The South Carolina Department of Social Services had received three complaints about the Jones household since 2011 and had visited the home more than a dozen times. According to documents, caseworkers said the children seemed well-adjusted, weren’t afraid of their dad, and that the family had taken recent trips to the beach and Disney World together.
But in August, just two weeks before the killings, caseworkers found signs of distress in Mr. Jones after investing an abuse allegation.
“Dad appears to be overwhelmed as he is unable to maintain the home, but the children appear to be clean, groomed and appropriately dressed,” a caseworker wrote.
US law favors those who hold legal custody, which Jones apparently did after divorcing his wife, who was reportedly having an affair with a teenaged neighbor. There was no Amber Alert signal after his ex-wife reported the children missing because Jones was a legal guardian. Police say Jones picked the children up from school and day care on Aug. 28, and killed them "by violent means" at their home in Lexington, S.C.
Ms. Vaughan-Eden says one open question is how closely case workers and the family courts looked at Jones’s time in prison for a crime spree he undertook as a 19-year-old near Chicago.
Mark Testa, a child welfare expert at the University of North Carolina, in Chapel Hill, adds in an e-mail that any review of this "tragic case" should look at whether "this is a case of social isolation of the family or missed signs by relatives regarding the real circumstances of the children."
South Carolina child welfare officials released a 50-page file on the Jones household on Thursday, which painted a picture of an overwhelmed dad who ran a messy household, but who was found on one surprise visit hosting a family birthday party for his oldest child. After arguing about the cleanliness of the home with a welfare worker – an argument that got so heated the case worker called the cops – the official returned to find the home “VERY VERY VERY clean,” according to the file.
Child-welfare experts say one open question is how closely case workers and the family courts looked at Jones’s time in prison for a crime spree he undertook as a 19-year-old near Chicago.
Jones was stopped at a DUI checkpoint in Mississippi on Saturday. Police say he was intoxicated and agitated. On Tuesday, Jones led police to the Alabama hilltop where he allegedly deposited the bodies.
Authorities said they still don't know why Jones killed his children. He waived a court appearance on Friday. His attorney said that he has a history of mental illness and asked for a health evaluation.
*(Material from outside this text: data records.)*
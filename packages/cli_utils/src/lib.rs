#![cfg_attr(feature = "fail-on-warnings", deny(warnings))]
#![warn(clippy::all, clippy::pedantic, clippy::nursery, clippy::cargo)]
#![allow(clippy::multiple_crate_versions, clippy::cargo_common_metadata)]

//! Terminal helpers shared by the disaster dashboard binaries.
//!
//! [`IndicatifProgress`] renders dataset load progress as an `indicatif`
//! bar, and [`init_logger`] routes `log` output through the same
//! [`MultiProgress`] so log lines don't tear the bar.

use std::sync::Arc;
use std::time::Duration;

use disaster_dash_dataset::progress::ProgressCallback;
use indicatif::{ProgressBar, ProgressStyle};

pub use indicatif::MultiProgress;

/// An `indicatif` [`ProgressBar`] that implements [`ProgressCallback`].
pub struct IndicatifProgress {
    bar: ProgressBar,
    /// Style to switch to once the file size is known.
    bar_style: ProgressStyle,
}

impl IndicatifProgress {
    /// Creates a bar measuring bytes read.
    ///
    /// Starts as a spinner and becomes a byte bar with ETA once
    /// [`ProgressCallback::set_total()`] reports the file size.
    #[must_use]
    pub fn bytes_bar(multi: &MultiProgress, message: &str) -> Arc<dyn ProgressCallback> {
        Arc::new(Self::bytes(multi, message))
    }

    fn bytes(multi: &MultiProgress, message: &str) -> Self {
        let bar = multi.add(ProgressBar::new_spinner());
        bar.enable_steady_tick(Duration::from_millis(100));
        bar.set_style(
            ProgressStyle::with_template("{spinner:.cyan} {msg}")
                .unwrap_or_else(|_| ProgressStyle::default_spinner()),
        );
        bar.set_message(message.to_string());

        let bar_style = ProgressStyle::with_template(
            "  {msg} {wide_bar:.cyan/dim} {bytes}/{total_bytes} [{eta}]",
        )
        .unwrap_or_else(|_| ProgressStyle::default_bar())
        .progress_chars("##-");

        Self { bar, bar_style }
    }
}

impl ProgressCallback for IndicatifProgress {
    fn set_total(&self, total: u64) {
        self.bar.set_length(total);
        self.bar.set_position(0);
        self.bar.set_style(self.bar_style.clone());
    }

    fn set_position(&self, pos: u64) {
        self.bar.set_position(pos);
    }

    fn set_message(&self, msg: String) {
        self.bar.set_message(msg);
    }

    fn finish(&self, msg: String) {
        self.bar.finish_with_message(msg);
    }
}

/// Initializes the global logger behind `indicatif-log-bridge`.
///
/// Returns the [`MultiProgress`] that every progress bar must be added to.
#[must_use]
pub fn init_logger() -> MultiProgress {
    let multi = MultiProgress::new();

    let logger = pretty_env_logger::formatted_builder()
        .parse_env("RUST_LOG")
        .build();
    let level = logger.filter();

    // A logger may already be installed (e.g. in tests).
    indicatif_log_bridge::LogWrapper::new(multi.clone(), logger)
        .try_init()
        .ok();

    log::set_max_level(level);

    multi
}

#[cfg(test)]
mod tests {
    use super::*;
    use indicatif::ProgressDrawTarget;

    #[test]
    fn bar_tracks_loader_progress() {
        let multi = MultiProgress::with_draw_target(ProgressDrawTarget::hidden());
        let progress = IndicatifProgress::bytes(&multi, "Loading");

        progress.set_total(2_048);
        progress.set_position(1_024);
        assert_eq!(progress.bar.length(), Some(2_048));
        assert_eq!(progress.bar.position(), 1_024);

        progress.finish("Loaded".to_string());
        assert!(progress.bar.is_finished());
        assert_eq!(progress.bar.message(), "Loaded");
    }

    #[test]
    fn logger_can_be_initialized_twice() {
        let _first = init_logger();
        let _second = init_logger();
        log::info!("still logging");
    }
}
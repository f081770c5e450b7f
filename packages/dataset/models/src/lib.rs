#![cfg_attr(feature = "fail-on-warnings", deny(warnings))]
#![warn(clippy::all, clippy::pedantic, clippy::nursery, clippy::cargo)]
#![allow(clippy::multiple_crate_versions, clippy::cargo_common_metadata)]

//! In-memory disaster event table types.
//!
//! A [`Dataset`] is built once at startup and never mutated afterwards.
//! Every filter produces a [`FilteredView`] that borrows rows from the
//! dataset, so views are cheap and can't outlive the table they came
//! from.

use std::borrow::Cow;

use chrono::NaiveDateTime;
use disaster_dash_disaster_models::{DisasterType, year_month_key};
use serde::{Deserialize, Serialize};
use strum_macros::{AsRefStr, Display, EnumString};

/// One disaster occurrence.
#[derive(Debug, Clone, PartialEq, Serialize, Deserialize)]
#[serde(rename_all = "camelCase")]
pub struct EventRecord {
    /// Source identifier (e.g. `"2010-0123-KEN"`).
    pub id: String,
    /// Normalized disaster type.
    pub disaster_type: DisasterType,
    /// ISO 3166-1 alpha-3 country code.
    pub iso: String,
    /// Country name.
    pub country: String,
    /// Subregion name (e.g. "Eastern Africa").
    pub subregion: String,
    /// Region / continent name (e.g. "Africa").
    pub region: String,
    /// Start year.
    pub year: i32,
    /// Start month (1-12).
    pub month: u32,
    /// Derived `"YYYY/MM"` key.
    pub year_month: String,
    /// Number of deaths, `None` when not reported.
    pub total_deaths: Option<f64>,
    /// Number of people affected, `None` when not reported.
    pub total_affected: Option<f64>,
    /// Adjusted damage in thousands of US dollars, `None` when not reported.
    pub total_damage: Option<f64>,
    /// When the source row was last updated.
    pub last_update: Option<NaiveDateTime>,
}

impl EventRecord {
    /// Creates a record with no magnitudes or timestamp, deriving the
    /// `year_month` key.
    #[must_use]
    #[allow(clippy::too_many_arguments)]
    pub fn new(
        id: impl Into<String>,
        disaster_type: DisasterType,
        iso: impl Into<String>,
        country: impl Into<String>,
        subregion: impl Into<String>,
        region: impl Into<String>,
        year: i32,
        month: u32,
    ) -> Self {
        Self {
            id: id.into(),
            disaster_type,
            iso: iso.into(),
            country: country.into(),
            subregion: subregion.into(),
            region: region.into(),
            year,
            month,
            year_month: year_month_key(year, month),
            total_deaths: None,
            total_affected: None,
            total_damage: None,
            last_update: None,
        }
    }

    /// Sets the number of deaths.
    #[must_use]
    pub const fn with_deaths(mut self, deaths: f64) -> Self {
        self.total_deaths = Some(deaths);
        self
    }

    /// Sets the number of people affected.
    #[must_use]
    pub const fn with_affected(mut self, affected: f64) -> Self {
        self.total_affected = Some(affected);
        self
    }

    /// Sets the adjusted damage (thousands of US dollars).
    #[must_use]
    pub const fn with_damage(mut self, damage: f64) -> Self {
        self.total_damage = Some(damage);
        self
    }

    /// Sets the last-update timestamp.
    #[must_use]
    pub const fn with_last_update(mut self, at: NaiveDateTime) -> Self {
        self.last_update = Some(at);
        self
    }

    /// Returns the magnitude stored in `column`.
    #[must_use]
    pub const fn value(&self, column: ValueColumn) -> Option<f64> {
        match column {
            ValueColumn::TotalDeaths => self.total_deaths,
            ValueColumn::TotalAffected => self.total_affected,
            ValueColumn::TotalDamage => self.total_damage,
        }
    }

    /// Returns the grouping key stored in `column`.
    #[must_use]
    pub fn group_value(&self, column: GroupColumn) -> Cow<'_, str> {
        match column {
            GroupColumn::Region => Cow::Borrowed(&self.region),
            GroupColumn::Subregion => Cow::Borrowed(&self.subregion),
            GroupColumn::Country => Cow::Borrowed(&self.country),
            GroupColumn::Iso => Cow::Borrowed(&self.iso),
            GroupColumn::Year => Cow::Owned(self.year.to_string()),
            GroupColumn::Month => Cow::Owned(self.month.to_string()),
            GroupColumn::YearMonth => Cow::Borrowed(&self.year_month),
            GroupColumn::Type => Cow::Borrowed(self.disaster_type.as_ref()),
        }
    }
}

/// Categorical columns usable as grouping keys.
#[derive(
    Debug,
    Clone,
    Copy,
    PartialEq,
    Eq,
    Hash,
    Serialize,
    Deserialize,
    Display,
    EnumString,
    AsRefStr,
)]
#[serde(rename_all = "snake_case")]
#[strum(serialize_all = "snake_case")]
pub enum GroupColumn {
    /// Region / continent.
    Region,
    /// Subregion.
    Subregion,
    /// Country name.
    Country,
    /// ISO country code.
    Iso,
    /// Start year.
    Year,
    /// Start month.
    Month,
    /// `"YYYY/MM"` key.
    YearMonth,
    /// Disaster type.
    Type,
}

/// Numeric magnitude columns usable in reductions.
#[derive(
    Debug,
    Clone,
    Copy,
    PartialEq,
    Eq,
    Hash,
    Serialize,
    Deserialize,
    Display,
    EnumString,
    AsRefStr,
)]
#[serde(rename_all = "snake_case")]
#[strum(serialize_all = "snake_case")]
pub enum ValueColumn {
    /// Number of deaths.
    TotalDeaths,
    /// Number of people affected.
    TotalAffected,
    /// Adjusted damage in thousands of US dollars.
    TotalDamage,
}

/// The immutable in-memory event table.
#[derive(Debug, Clone, Default, PartialEq)]
pub struct Dataset {
    records: Vec<EventRecord>,
}

impl Dataset {
    /// Wraps a set of records. The dataset can't be mutated afterwards.
    #[must_use]
    pub const fn new(records: Vec<EventRecord>) -> Self {
        Self { records }
    }

    /// All records in load order.
    #[must_use]
    pub fn records(&self) -> &[EventRecord] {
        &self.records
    }

    /// Number of records.
    #[must_use]
    pub const fn len(&self) -> usize {
        self.records.len()
    }

    /// Returns `true` if the dataset holds no records.
    #[must_use]
    pub const fn is_empty(&self) -> bool {
        self.records.is_empty()
    }

    /// A view over every record (no filters applied).
    #[must_use]
    pub fn view(&self) -> FilteredView<'_> {
        FilteredView::new(self.records.iter().collect())
    }
}

/// A subset of dataset rows matching a set of filters.
///
/// Empty views are a normal result, not an error.
#[derive(Debug, Clone, Default, PartialEq)]
pub struct FilteredView<'a> {
    rows: Vec<&'a EventRecord>,
}

impl<'a> FilteredView<'a> {
    /// Creates a view from borrowed rows.
    #[must_use]
    pub const fn new(rows: Vec<&'a EventRecord>) -> Self {
        Self { rows }
    }

    /// Iterates the rows in this view, in dataset order.
    pub fn iter(&self) -> impl Iterator<Item = &'a EventRecord> + '_ {
        self.rows.iter().copied()
    }

    /// Number of rows.
    #[must_use]
    pub const fn len(&self) -> usize {
        self.rows.len()
    }

    /// Returns `true` if no rows matched.
    #[must_use]
    pub const fn is_empty(&self) -> bool {
        self.rows.is_empty()
    }

    /// Returns `true` if every row of this view is also in `other`.
    ///
    /// Rows are compared by identity (address), not value.
    #[must_use]
    pub fn is_subset_of(&self, other: &FilteredView<'_>) -> bool {
        self.rows
            .iter()
            .all(|row| other.rows.iter().any(|o| std::ptr::eq(*row, *o)))
    }
}
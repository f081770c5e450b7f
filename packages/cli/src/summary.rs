//! The `summary` command: prints the dashboard for a filter selection.

use clap::Args;
use dialoguer::Input;
use disaster_dash_analytics::{build_dashboard, registry};
use disaster_dash_dataset::models::Dataset;
use disaster_dash_server_models::DashboardQueryParams;

/// Filter flags shared by the `summary` command and the interactive menu.
#[derive(Debug, Clone, Default, Args)]
pub struct FilterArgs {
    /// Continent name(s), comma-separated
    #[arg(long)]
    pub continent: Option<String>,
    /// Subregion name(s), comma-separated
    #[arg(long)]
    pub subregion: Option<String>,
    /// Country name(s), comma-separated
    #[arg(long)]
    pub country: Option<String>,
    /// First year of the range (inclusive)
    #[arg(long)]
    pub year_from: Option<i32>,
    /// Last year of the range (inclusive)
    #[arg(long)]
    pub year_to: Option<i32>,
    /// Month code(s) 1-12, comma-separated
    #[arg(long)]
    pub month: Option<String>,
    /// Disaster type name(s), comma-separated (e.g. "Flood,Storm")
    #[arg(long)]
    pub types: Option<String>,
}

impl From<FilterArgs> for DashboardQueryParams {
    fn from(args: FilterArgs) -> Self {
        Self {
            continent: args.continent,
            subregion: args.subregion,
            country: args.country,
            year_from: args.year_from,
            year_to: args.year_to,
            month: args.month,
            types: args.types,
        }
    }
}

fn optional(prompt: &str) -> Option<String> {
    Input::<String>::new()
        .with_prompt(prompt)
        .allow_empty(true)
        .interact_text()
        .ok()
        .filter(|s| !s.trim().is_empty())
}

/// Asks for each filter on the terminal. Empty answers leave it unset.
#[must_use]
pub fn prompt_filters() -> FilterArgs {
    FilterArgs {
        continent: optional("Continent(s)"),
        subregion: optional("Subregion(s)"),
        country: optional("Country(ies)"),
        year_from: optional("From year").and_then(|s| s.trim().parse().ok()),
        year_to: optional("To year").and_then(|s| s.trim().parse().ok()),
        month: optional("Month(s) 1-12"),
        types: optional("Disaster type(s)"),
    }
}

/// Builds the dashboard for `filters` and prints it as JSON.
///
/// # Errors
///
/// Returns an error if the layer registry is invalid or serialization
/// fails.
pub fn print_summary(
    dataset: &Dataset,
    filters: FilterArgs,
    pretty: bool,
) -> Result<(), Box<dyn std::error::Error>> {
    let layers = registry::all_layers()?;
    let params = DashboardQueryParams::from(filters).into_filter_params();
    let response = build_dashboard(dataset, &params, &layers);

    log::info!(
        "{} of {} records match the selection",
        response.record_count,
        dataset.len()
    );

    let json = if pretty {
        serde_json::to_string_pretty(&response)?
    } else {
        serde_json::to_string(&response)?
    };
    println!("{json}");

    Ok(())
}
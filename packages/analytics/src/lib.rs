#![cfg_attr(feature = "fail-on-warnings", deny(warnings))]
#![warn(clippy::all, clippy::pedantic, clippy::nursery, clippy::cargo)]
#![allow(clippy::multiple_crate_versions, clippy::cargo_common_metadata)]

//! Filtering and aggregation engine for the disaster dashboard.
//!
//! A request flows through the modules in order: [`filter`] narrows the
//! dataset to a view, [`aggregate`] reduces the view to totals and groups,
//! [`categorize`] bins grouped totals into severity levels, and
//! [`describe`] produces titles and compact numbers. [`dashboard`] ties
//! them together into a single response.

pub mod aggregate;
pub mod categorize;
pub mod dashboard;
pub mod describe;
pub mod filter;
pub mod registry;

#[cfg(test)]
mod test_fixtures;

pub use aggregate::{argmax_group, count_by, group_sum, max_timestamp, sum_by};
pub use categorize::{Thresholds, categorize, compute_thresholds};
pub use dashboard::build_dashboard;
pub use describe::{describe_selection, format_magnitude};
pub use filter::apply_filters;

use thiserror::Error;

/// Errors that can occur while loading analytics configuration.
#[derive(Debug, Error)]
pub enum AnalyticsError {
    /// A layer definition is inconsistent.
    #[error("Invalid layer '{layer}': {message}")]
    Config {
        /// Layer identifier.
        layer: String,
        /// Description of what went wrong.
        message: String,
    },

    /// A layer file failed to parse.
    #[error("Failed to parse {name}.toml: {source}")]
    Toml {
        /// Embedded file name, without extension.
        name: String,
        /// Parser error.
        #[source]
        source: toml::de::Error,
    },
}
In the Blackstone, Mass., infant death case, Erika Murray, the mother of the four children removed earlier from the home where the dead infants were found, was arraigned on Friday. Prosecutors have charged her with “fetal death concealment out of wedlock,” witness intimidation, and animal cruelty. Her attorney said Friday that Ms. Murray may be suffering from mental illness.
Authorities on Friday were searching the house for more bodies.